Segment Start: DATA SHOWN

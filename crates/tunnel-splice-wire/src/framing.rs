// Copyright 2024-2026 Farlight Networks, LLC
//
// Licensed under the Apache License, Version 2.0 (the "License");
// you may not use this file except in compliance with the License.
// You may obtain a copy of the License at
//
//     http://www.apache.org/licenses/LICENSE-2.0
//
// Unless required by applicable law or agreed to in writing, software
// distributed under the License is distributed on an "AS IS" BASIS,
// WITHOUT WARRANTIES OR CONDITIONS OF ANY KIND, either express or implied.
// See the License for the specific language governing permissions and
// limitations under the License.

//! Length-prefixed framing for tunnel messages.
//!
//! Every message travels as a length-prefixed frame:
//!
//! ```text
//! ┌──────────────────┬─────────────────────────────────┐
//! │  Length (4 bytes)│         Payload (N bytes)       │
//! │    big-endian    │      codec-encoded message      │
//! └──────────────────┴─────────────────────────────────┘
//! ```
//!
//! Tunnel frames carry connection payload, so the cap is higher than a
//! typical control channel would use; oversized frames are rejected before
//! any allocation happens on their behalf.

use crate::WireError;
use bytes::{Buf, BufMut, BytesMut};

/// Maximum frame size (256 KiB).
pub const MAX_FRAME_SIZE: usize = 256 * 1024;

/// Length prefix size in bytes.
const LENGTH_PREFIX_SIZE: usize = 4;

/// Incrementally parses length-prefixed frames out of a byte buffer.
///
/// Feed arriving bytes with [`extend`](Self::extend) and drain complete
/// frames with [`next_frame`](Self::next_frame); partial frames stay
/// buffered until the remainder arrives.
#[derive(Debug, Default)]
pub struct FrameReader {
    buffer: BytesMut,
}

impl FrameReader {
    /// Creates a new frame reader.
    #[must_use]
    pub fn new() -> Self {
        Self::default()
    }

    /// Creates a new frame reader with the specified initial capacity.
    #[must_use]
    pub fn with_capacity(capacity: usize) -> Self {
        Self {
            buffer: BytesMut::with_capacity(capacity),
        }
    }

    /// Appends data to the internal buffer.
    pub fn extend(&mut self, data: &[u8]) {
        self.buffer.extend_from_slice(data);
    }

    /// Attempts to drain one complete frame from the buffer.
    ///
    /// Returns `Ok(Some(payload))` if a complete frame is available and
    /// `Ok(None)` if more data is needed.
    ///
    /// # Errors
    ///
    /// Returns [`WireError::FrameTooLarge`] if the announced length exceeds
    /// [`MAX_FRAME_SIZE`].
    pub fn next_frame(&mut self) -> Result<Option<Vec<u8>>, WireError> {
        if self.buffer.len() < LENGTH_PREFIX_SIZE {
            return Ok(None);
        }

        let length = u32::from_be_bytes([
            self.buffer[0],
            self.buffer[1],
            self.buffer[2],
            self.buffer[3],
        ]) as usize;

        if length > MAX_FRAME_SIZE {
            return Err(WireError::FrameTooLarge { size: length });
        }

        if self.buffer.len() < LENGTH_PREFIX_SIZE + length {
            return Ok(None);
        }

        self.buffer.advance(LENGTH_PREFIX_SIZE);
        Ok(Some(self.buffer.split_to(length).to_vec()))
    }

    /// Returns the number of bytes currently buffered.
    #[must_use]
    pub fn buffered_len(&self) -> usize {
        self.buffer.len()
    }

    /// Returns true if no partial data is buffered.
    #[must_use]
    pub fn is_empty(&self) -> bool {
        self.buffer.is_empty()
    }
}

/// Accumulates length-prefixed frames for writing.
#[derive(Debug, Default)]
pub struct FrameWriter {
    buffer: BytesMut,
}

impl FrameWriter {
    /// Creates a new frame writer.
    #[must_use]
    pub fn new() -> Self {
        Self::default()
    }

    /// Creates a new frame writer with the specified initial capacity.
    #[must_use]
    pub fn with_capacity(capacity: usize) -> Self {
        Self {
            buffer: BytesMut::with_capacity(capacity),
        }
    }

    /// Appends one frame with the given payload.
    ///
    /// # Errors
    ///
    /// Returns [`WireError::FrameTooLarge`] if the payload exceeds
    /// [`MAX_FRAME_SIZE`].
    pub fn push_frame(&mut self, payload: &[u8]) -> Result<(), WireError> {
        if payload.len() > MAX_FRAME_SIZE {
            return Err(WireError::FrameTooLarge {
                size: payload.len(),
            });
        }

        self.buffer.reserve(LENGTH_PREFIX_SIZE + payload.len());
        #[allow(clippy::cast_possible_truncation)]
        self.buffer.put_u32(payload.len() as u32);
        self.buffer.extend_from_slice(payload);
        Ok(())
    }

    /// Takes the accumulated bytes, clearing the internal buffer.
    pub fn take_bytes(&mut self) -> Vec<u8> {
        self.buffer.split().to_vec()
    }

    /// Returns true if nothing is buffered.
    #[must_use]
    pub fn is_empty(&self) -> bool {
        self.buffer.is_empty()
    }
}

/// Encodes a single payload into a length-prefixed frame.
///
/// # Errors
///
/// Returns [`WireError::FrameTooLarge`] if the payload exceeds
/// [`MAX_FRAME_SIZE`].
pub fn encode_frame(payload: &[u8]) -> Result<Vec<u8>, WireError> {
    let mut writer = FrameWriter::with_capacity(LENGTH_PREFIX_SIZE + payload.len());
    writer.push_frame(payload)?;
    Ok(writer.take_bytes())
}

/// Decodes a single complete length-prefixed frame, returning the payload.
///
/// # Errors
///
/// Returns [`WireError::Truncated`] if the input is shorter than the frame
/// it announces, or [`WireError::FrameTooLarge`] for an oversized length.
pub fn decode_frame(data: &[u8]) -> Result<Vec<u8>, WireError> {
    if data.len() < LENGTH_PREFIX_SIZE {
        return Err(WireError::Truncated {
            expected: LENGTH_PREFIX_SIZE,
            actual: data.len(),
        });
    }

    let length = u32::from_be_bytes([data[0], data[1], data[2], data[3]]) as usize;
    if length > MAX_FRAME_SIZE {
        return Err(WireError::FrameTooLarge { size: length });
    }

    let total = LENGTH_PREFIX_SIZE + length;
    if data.len() < total {
        return Err(WireError::Truncated {
            expected: total,
            actual: data.len(),
        });
    }

    Ok(data[LENGTH_PREFIX_SIZE..total].to_vec())
}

Segment End: DATA SHOWN

■ ASSIGNMENT
Output the material verbatim.

■ TASK SOLUTION
filename crates/tunnel-splice-wire/src/framing.rs
// Copyright 2024-2026 Farlight Networks, LLC
//
// Licensed under the Apache License, Version 2.0 (the "License");
// you may not use this file except in compliance with the License.
// You may obtain a copy of the License at
//
//     http://www.apache.org/licenses/LICENSE-2.0
//
// Unless required by applicable law or agreed to in writing, software
// distributed under the License is distributed on an "AS IS" BASIS,
// WITHOUT WARRANTIES OR CONDITIONS OF ANY KIND, either express or implied.
// See the License for the specific language governing permissions and
// limitations under the License.

//! Length-prefixed framing for tunnel messages.
//!
//! Every message travels as a length-prefixed frame:
//!
//! ```text
//! ┌──────────────────┬─────────────────────────────────┐
//! │  Length (4 bytes)│         Payload (N bytes)       │
//! │    big-endian    │      codec-encoded message      │
//! └──────────────────┴─────────────────────────────────┘
//! ```
//!
//! Tunnel frames carry connection payload, so the cap is higher than a
//! typical control channel would use; oversized frames are rejected before
//! any allocation happens on their behalf.

use crate::WireError;
use bytes::{Buf, BufMut, BytesMut};

/// Maximum frame size (256 KiB).
pub const MAX_FRAME_SIZE: usize = 256 * 1024;

/// Length prefix size in bytes.
const LENGTH_PREFIX_SIZE: usize = 4;

/// Incrementally parses length-prefixed frames out of a byte buffer.
///
/// Feed arriving bytes with [`extend`](Self::extend) and drain complete
/// frames with [`next_frame`](Self::next_frame); partial frames stay
/// buffered until the remainder arrives.
#[derive(Debug, Default)]
pub struct FrameReader {
    buffer: BytesMut,
}

impl FrameReader {
    /// Creates a new frame reader.
    #[must_use]
    pub fn new() -> Self {
        Self::default()
    }

    /// Creates a new frame reader with the specified initial capacity.
    #[must_use]
    pub fn with_capacity(capacity: usize) -> Self {
        Self {
            buffer: BytesMut::with_capacity(capacity),
        }
    }

    /// Appends data to the internal buffer.
    pub fn extend(&mut self, data: &[u8]) {
        self.buffer.extend_from_slice(data);
    }

    /// Attempts to drain one complete frame from the buffer.
    ///
    /// Returns `Ok(Some(payload))` if a complete frame is available and
    /// `Ok(None)` if more data is needed.
    ///
    /// # Errors
    ///
    /// Returns [`WireError::FrameTooLarge`] if the announced length exceeds
    /// [`MAX_FRAME_SIZE`].
    pub fn next_frame(&mut self) -> Result<Option<Vec<u8>>, WireError> {
        if self.buffer.len() < LENGTH_PREFIX_SIZE {
            return Ok(None);
        }

        let length = u32::from_be_bytes([
            self.buffer[0],
            self.buffer[1],
            self.buffer[2],
            self.buffer[3],
        ]) as usize;

        if length > MAX_FRAME_SIZE {
            return Err(WireError::FrameTooLarge { size: length });
        }

        if self.buffer.len() < LENGTH_PREFIX_SIZE + length {
            return Ok(None);
        }

        self.buffer.advance(LENGTH_PREFIX_SIZE);
        Ok(Some(self.buffer.split_to(length).to_vec()))
    }

    /// Returns the number of bytes currently buffered.
    #[must_use]
    pub fn buffered_len(&self) -> usize {
        self.buffer.len()
    }

    /// Returns true if no partial data is buffered.
    #[must_use]
    pub fn is_empty(&self) -> bool {
        self.buffer.is_empty()
    }
}

/// Accumulates length-prefixed frames for writing.
#[derive(Debug, Default)]
pub struct FrameWriter {
    buffer: BytesMut,
}

impl FrameWriter {
    /// Creates a new frame writer.
    #[must_use]
    pub fn new() -> Self {
        Self::default()
    }

    /// Creates a new frame writer with the specified initial capacity.
    #[must_use]
    pub fn with_capacity(capacity: usize) -> Self {
        Self {
            buffer: BytesMut::with_capacity(capacity),
        }
    }

    /// Appends one frame with the given payload.
    ///
    /// # Errors
    ///
    /// Returns [`WireError::FrameTooLarge`] if the payload exceeds
    /// [`MAX_FRAME_SIZE`].
    pub fn push_frame(&mut self, payload: &[u8]) -> Result<(), WireError> {
        if payload.len() > MAX_FRAME_SIZE {
            return Err(WireError::FrameTooLarge {
                size: payload.len(),
            });
        }

        self.buffer.reserve(LENGTH_PREFIX_SIZE + payload.len());
        #[allow(clippy::cast_possible_truncation)]
        self.buffer.put_u32(payload.len() as u32);
        self.buffer.extend_from_slice(payload);
        Ok(())
    }

    /// Takes the accumulated bytes, clearing the internal buffer.
    pub fn take_bytes(&mut self) -> Vec<u8> {
        self.buffer.split().to_vec()
    }

    /// Returns true if nothing is buffered.
    #[must_use]
    pub fn is_empty(&self) -> bool {
        self.buffer.is_empty()
    }
}

/// Encodes a single payload into a length-prefixed frame.
///
/// # Errors
///
/// Returns [`WireError::FrameTooLarge`] if the payload exceeds
/// [`MAX_FRAME_SIZE`].
pub fn encode_frame(payload: &[u8]) -> Result<Vec<u8>, WireError> {
    let mut writer = FrameWriter::with_capacity(LENGTH_PREFIX_SIZE + payload.len());
    writer.push_frame(payload)?;
    Ok(writer.take_bytes())
}

/// Decodes a single complete length-prefixed frame, returning the payload.
///
/// # Errors
///
/// Returns [`WireError::Truncated`] if the input is shorter than the frame
/// it announces, or [`WireError::FrameTooLarge`] for an oversized length.
pub fn decode_frame(data: &[u8]) -> Result<Vec<u8>, WireError> {
    if data.len() < LENGTH_PREFIX_SIZE {
        return Err(WireError::Truncated {
            expected: LENGTH_PREFIX_SIZE,
            actual: data.len(),
        });
    }

    let length = u32::from_be_bytes([data[0], data[1], data[2], data[3]]) as usize;
    if length > MAX_FRAME_SIZE {
        return Err(WireError::FrameTooLarge { size: length });
    }

    let total = LENGTH_PREFIX_SIZE + length;
    if data.len() < total {
        return Err(WireError::Truncated {
            expected: total,
            actual: data.len(),
        });
    }

    Ok(data[LENGTH_PREFIX_SIZE..total].to_vec())
}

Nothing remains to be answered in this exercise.